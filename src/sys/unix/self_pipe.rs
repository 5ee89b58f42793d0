//! Process-wide signal self-pipe: a signal handler writes one byte, the
//! reactor thread reads it back through the normal selector loop. Created
//! at most once per process; every reactor that registers a signal shares
//! the same pipe.

use std::io;
use std::os::unix::io::RawFd;
use std::sync::OnceLock;

use crate::fd::Fd;

struct Pipe {
    read: Fd,
    write: Fd,
}

static PIPE: OnceLock<Pipe> = OnceLock::new();

/// Ensures the self-pipe exists, creating it on first call. Returns the
/// read end's fd for registration with the reactor's selector.
///
/// Returns `Err` if this is not the first caller to successfully create the
/// pipe but somehow the creation failed earlier (practically: only a
/// `pipe2(2)` failure reaches this, and that's an `Io` error at the call
/// site since the reactor is the only caller).
pub fn ensure_initialized() -> io::Result<RawFd> {
    if let Some(pipe) = PIPE.get() {
        return Ok(pipe.read.raw());
    }

    let mut fds = [0 as RawFd; 2];
    let rc = unsafe { libc::pipe2(fds.as_mut_ptr(), libc::O_CLOEXEC | libc::O_NONBLOCK) };
    if rc == -1 {
        return Err(io::Error::last_os_error());
    }
    // SAFETY: pipe2 just handed us two freshly-opened, exclusively-owned fds.
    let pipe = Pipe {
        read: unsafe { Fd::from_raw(fds[0]) },
        write: unsafe { Fd::from_raw(fds[1]) },
    };
    let read_fd = pipe.read.raw();

    // Lost the race: another thread initialized it first. Drop ours (closes
    // both ends) and report the winner's read fd instead.
    if PIPE.set(pipe).is_err() {
        return Ok(PIPE.get().expect("set just failed so get succeeds").read.raw());
    }

    Ok(read_fd)
}

/// Returns the write end's fd, if the pipe has been created. A signal
/// handler installed by [`crate::reactor::Reactor::add_signal`] captures
/// this value once and writes `signum as u8` to it.
pub fn write_fd() -> Option<RawFd> {
    PIPE.get().map(|p| p.write.raw())
}

/// Async-signal-safe: writes exactly one byte (the signal number, truncated
/// to `u8`) to the write end. Called only from inside a signal handler.
///
/// # Safety
/// Must only be called after [`ensure_initialized`] has successfully run at
/// least once on some thread (guaranteed by `add_signal`, which installs the
/// handler only after the pipe exists).
pub unsafe fn notify_signal(write_fd: RawFd, signum: i32) {
    let saved_errno = *libc::__errno_location();
    let byte = signum as u8;
    libc::write(write_fd, &byte as *const u8 as *const libc::c_void, 1);
    *libc::__errno_location() = saved_errno;
}

/// Reads up to `buf.len()` pending signal bytes from the read end. Intended
/// to be called with a small fixed-size buffer, since each pending signal
/// is a single byte.
pub fn drain(read_fd: RawFd, buf: &mut [u8]) -> io::Result<usize> {
    let n = unsafe { libc::read(read_fd, buf.as_mut_ptr() as *mut libc::c_void, buf.len()) };
    if n == -1 {
        let err = io::Error::last_os_error();
        if err.kind() == io::ErrorKind::WouldBlock {
            return Ok(0);
        }
        return Err(err);
    }
    Ok(n as usize)
}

Exercise description -
Where the word "only" shows up in a line of the listing, return that line.

Result of the exercise -
/// pipe but somehow the creation failed earlier (practically: only a
/// site since the reactor is the only caller).
/// to `u8`) to the write end. Called only from inside a signal handler.
/// Must only be called after [`ensure_initialized`] has successfully run at
/// handler only after the pipe exists).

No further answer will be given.